De pronto sintió una mano en el hombro.
—¿No os sentís bien, amigo mío?
Digby reconoció la voz con un estremecimiento de vergüenza y miedo. Aspiró una gran bocanada de aire y apretó las manos contra las ásperas piedras de la torre antes de abrir los ojos.
—Me temo que mi hospitalidad fue excesiva —añadió Anselmo—. El vino os ha descompuesto.
Estaba demasiado oscuro para distinguir la cara del arcediano, pero algo en su voz asustó a Digby. Su intención, desde luego, era parecer simpático, amable, pero aun así se traslucía un acento glacial. Quizá fuera sólo censura.
—Perdonad. Me he comportado como un tonto…
Digby sentía la lengua gruesa y pastosa y la sed lo atenazaba.
El arcediano puso protectoramente un brazo sobre los hombros del emplazador.
—Venid. Os ayudaré a llegar a vuestra casa.
—No es necesario. Puedo arreglármelas.
—Por favor —insistió el arcediano—, dejadme cumplir con mi deber cristiano.
Empezó a conducir a Digby, con un brazo en la espalda y la mano cogiéndole el codo. La pasarela estaba muy resbaladiza y Digby no pudo sino agradecer la ayuda del arcediano. Olvidó de qué había tenido miedo. Llegaron al final de la senda y el arcediano se detuvo, al borde de la ribera cubierta de nieve que descendía hacia el oscuro y torrencial Ouse. El agua era profunda en aquel punto.
—La grandeza de Dios manifiesta, ¿no es así, Digby?
La pronunciada pendiente y el movimiento del agua provocaron otra oleada de mareo en Digby, que le dio la espalda al río.
—Debo ir a casa.
—A casa, sí. ¿Cómo llaman a vuestra madre? ¿La Mujer del Río? Sí. El río. Ése es vuestro verdadero hogar, ¿no es verdad, amigo mío? —Digby no alcanzaba a comprender por qué el arcediano seguía hablando. Se trataba simplemente de volver a casa, pero él proseguía—: Aun en una noche como ésta, tuvisteis que pasar por aquí a oír la voz del río. ¿Qué es lo que dice, Digby? ¿Qué os susurra el río?
Digby sacudió la cabeza, se apoyó contra el arcediano, y enterró la cara en la capa de lana rústica.

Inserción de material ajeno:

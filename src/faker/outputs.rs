//! Output payload registry
//!
//! Half of all outputs are simple scalars; the other half come from one of
//! five structured archetypes. Every archetype emits a type descriptor in the
//! state format's notation that describes the value it emits.

use crate::faker::aws;
use crate::faker::chance::{coin, pick_copied, Probability};
use crate::faker::words;
use crate::state::Output;
use rand::Rng;
use serde_json::{json, Map, Value};

/// Chance that an output is a simple scalar
const SIMPLE_OUTPUT_CHANCE: Probability = Probability::percent(50);

/// Scalar output kinds
#[derive(Debug, Clone, Copy, PartialEq, Eq, Hash)]
pub enum SimpleOutputKind {
    /// A sentence typed `"string"`
    String,
    /// An integer typed `"number"`
    Number,
    /// A boolean typed `"bool"`
    Bool,
}

/// Structured output archetypes
#[derive(Debug, Clone, Copy, PartialEq, Eq, Hash)]
pub enum ComplexOutputKind {
    /// A bucket access policy, JSON-encoded into a string
    BucketPolicy,
    /// Generated credentials keyed by user name
    UserCredentials,
    /// A database connection profile
    DatabaseConnection,
    /// VPC, subnet and zone identifiers
    NetworkTopology,
    /// A security group with its rules
    SecurityGroup,
}

impl SimpleOutputKind {
    /// Every simple kind
    pub const ALL: [SimpleOutputKind; 3] =
        [SimpleOutputKind::String, SimpleOutputKind::Number, SimpleOutputKind::Bool];

    /// Generate an output of this kind
    pub fn generate<R: Rng + ?Sized>(&self, rng: &mut R) -> Output {
        match self {
            SimpleOutputKind::String => Output::new(json!(words::sentence(rng)), json!("string")),
            SimpleOutputKind::Number => Output::new(json!(rng.gen_range(0..1000)), json!("number")),
            SimpleOutputKind::Bool => Output::new(json!(coin(rng)), json!("bool")),
        }
    }
}

impl ComplexOutputKind {
    /// Every complex archetype
    pub const ALL: [ComplexOutputKind; 5] = [
        ComplexOutputKind::BucketPolicy,
        ComplexOutputKind::UserCredentials,
        ComplexOutputKind::DatabaseConnection,
        ComplexOutputKind::NetworkTopology,
        ComplexOutputKind::SecurityGroup,
    ];

    /// Generate an output of this archetype
    pub fn generate<R: Rng + ?Sized>(&self, rng: &mut R) -> Output {
        match self {
            ComplexOutputKind::BucketPolicy => bucket_policy_output(rng),
            ComplexOutputKind::UserCredentials => user_credentials_output(rng),
            ComplexOutputKind::DatabaseConnection => database_connection_output(rng),
            ComplexOutputKind::NetworkTopology => network_topology_output(rng),
            ComplexOutputKind::SecurityGroup => security_group_output(rng),
        }
    }
}

/// Generate one output: a simple scalar half of the time, otherwise a
/// structured archetype
pub fn random_output<R: Rng + ?Sized>(rng: &mut R) -> Output {
    if SIMPLE_OUTPUT_CHANCE.sample(rng) {
        pick_copied(rng, &SimpleOutputKind::ALL).generate(rng)
    } else {
        pick_copied(rng, &ComplexOutputKind::ALL).generate(rng)
    }
}

/// `["object", {..}]` from attribute/type pairs
fn object_type(attributes: &[(&str, Value)]) -> Value {
    let fields: Map<String, Value> =
        attributes.iter().map(|(name, ty)| (name.to_string(), ty.clone())).collect();
    json!(["object", fields])
}

fn list_of(element: Value) -> Value {
    json!(["list", element])
}

fn map_of(element: Value) -> Value {
    json!(["map", element])
}

fn bucket_policy_output<R: Rng + ?Sized>(rng: &mut R) -> Output {
    let bucket = aws::bucket_name(rng);
    let account = aws::account_id(rng);
    let user = aws::user_name(rng);
    let principal = format!("arn:aws:iam::{}:user/{}", account, user);

    let policy = json!({
        "Version": "2012-10-17",
        "Statement": [
            {
                "Effect": "Allow",
                "Action": "s3:ListBucket",
                "Resource": [
                    format!("arn:aws:s3:::{}/*", bucket),
                    format!("arn:aws:s3:::{}", bucket),
                ],
                "Principal": { "AWS": principal },
            },
            {
                "Effect": "Allow",
                "Action": "s3:GetObject",
                "Resource": [format!("arn:aws:s3:::{}/*", bucket)],
                "Principal": { "AWS": principal },
            },
        ],
    });

    Output::new(Value::String(policy.to_string()), json!("string"))
}

fn user_credentials_output<R: Rng + ?Sized>(rng: &mut R) -> Output {
    let mut users = Map::new();
    let count = rng.gen_range(2..=6);

    while users.len() < count {
        let name = aws::user_name(rng);
        if users.contains_key(&name) {
            continue;
        }
        users.insert(
            name,
            json!({
                "access_key_id": aws::access_key_id(rng),
                "encrypted_secret_access_key": words::password(rng, 40),
                "pgp_key_name": {
                    "name": "aws-pgp-v0-2020-07-08.pgp.base64",
                    "public_key_base64": words::password(rng, 64),
                },
            }),
        );
    }

    let credential_type = object_type(&[
        ("access_key_id", json!("string")),
        ("encrypted_secret_access_key", json!("string")),
        (
            "pgp_key_name",
            object_type(&[("name", json!("string")), ("public_key_base64", json!("string"))]),
        ),
    ]);

    Output::new(Value::Object(users), map_of(credential_type))
}

fn database_connection_output<R: Rng + ?Sized>(rng: &mut R) -> Output {
    let value = json!({
        "endpoint": format!("{}.{}.rds.amazonaws.com", words::username(rng), aws::region(rng)),
        "port": 5432,
        "database": words::word(rng),
        "username": words::username(rng),
        "password": words::password(rng, 24),
        "ssl_mode": "require",
        "max_connections": rng.gen_range(10..110),
        "backup_retention_period": rng.gen_range(1..=30),
    });

    let ty = object_type(&[
        ("endpoint", json!("string")),
        ("port", json!("number")),
        ("database", json!("string")),
        ("username", json!("string")),
        ("password", json!("string")),
        ("ssl_mode", json!("string")),
        ("max_connections", json!("number")),
        ("backup_retention_period", json!("number")),
    ]);

    Output::new(value, ty)
}

fn network_topology_output<R: Rng + ?Sized>(rng: &mut R) -> Output {
    let region = aws::region(rng);

    let value = json!({
        "vpc_id": format!("vpc-{}", aws::id_digits(rng, 17)),
        "subnet_ids": [
            format!("subnet-{}", aws::id_digits(rng, 17)),
            format!("subnet-{}", aws::id_digits(rng, 17)),
        ],
        "security_group_ids": [format!("sg-{}", aws::id_digits(rng, 17))],
        "availability_zones": [format!("{}a", region), format!("{}b", region)],
        "cidr_block": format!("10.{}.0.0/16", rng.gen_range(0..256)),
    });

    let ty = object_type(&[
        ("vpc_id", json!("string")),
        ("subnet_ids", list_of(json!("string"))),
        ("security_group_ids", list_of(json!("string"))),
        ("availability_zones", list_of(json!("string"))),
        ("cidr_block", json!("string")),
    ]);

    Output::new(value, ty)
}

fn security_group_output<R: Rng + ?Sized>(rng: &mut R) -> Output {
    let rules: Vec<Value> = (0..rng.gen_range(1..=5))
        .map(|_| {
            let from_port = rng.gen_range(0..65535);
            json!({
                "type": pick_copied(rng, &["ingress", "egress"]),
                "protocol": pick_copied(rng, &["tcp", "udp", "icmp"]),
                "from_port": from_port,
                "to_port": rng.gen_range(from_port..=65535),
                "cidr_blocks": ["0.0.0.0/0"],
            })
        })
        .collect();

    let value = json!({
        "id": format!("sg-{}", aws::id_digits(rng, 17)),
        "name": format!("{}-sg", aws::resource_name(rng)),
        "description": words::sentence(rng),
        "rules": rules,
        "vpc_id": format!("vpc-{}", aws::id_digits(rng, 17)),
    });

    let rule_type = object_type(&[
        ("type", json!("string")),
        ("protocol", json!("string")),
        ("from_port", json!("number")),
        ("to_port", json!("number")),
        ("cidr_blocks", list_of(json!("string"))),
    ]);

    let ty = object_type(&[
        ("id", json!("string")),
        ("name", json!("string")),
        ("description", json!("string")),
        ("rules", list_of(rule_type)),
        ("vpc_id", json!("string")),
    ]);

    Output::new(value, ty)
}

—¿Le dais la espalda, Digby? Hombre necio. —La voz se endureció—. Nunca se debe dar la espalda a una mujer. Hay que mirarla a los ojos, mirar en su interior, ver su traición. Cuando uno mira hacia otro lado su voz suena consoladora, nos murmura, pero debemos volvernos, Digby, y mirar. Mirar en su interior, Digby. Ver su traición.
Un par de manos fuertes dieron la vuelta a Digby. Trató de aferrarse a la capa, pero no había más que aire. La visión del Ouse plateado y torrencial lo mareó, y soltó un grito.
Una mano le tapó la boca, un golpe le hizo perder pie, y sintió que lo arrojaban por los aires. «¡No, santo Dios, no!», murmuró aterrado. Salió despedido hacia la empinada ribera y cayó, primero por el aire helado, después deslizándose por la nieve, bajo la cual había piedras que lo desgarraban. La nieve, horriblemente fría, le ardía en las manos cortadas que trataban de aferrarse a una roca, a un arbusto, a cualquier cosa que detuviera la caída. El tronar del río le advirtió su proximidad y el agua subió para tocarlo y abrazarlo. Se debatió en las heladas aguas, pero la bebida y el dolor lo debilitaban. Siguió hundiéndose hasta profundidades más tibias, que eran reconfortantes, agradables. No. Esto era una locura. Tenía que respirar, y aquí en el fondo no se podía. Luchó por subir y se golpeó la cabeza contra algo. ¿Había nadado hacia abajo, por error? Cambió de dirección, pero la sentía equivocada. El pánico lo invadió. Era incapaz de saber dónde era arriba y dónde era abajo, y sentía una terrible opresión en el pecho. «Estoy muerto —pensó—. Me ha matado.» Un gran sollozo le subió desde el alma, y se entregó al río.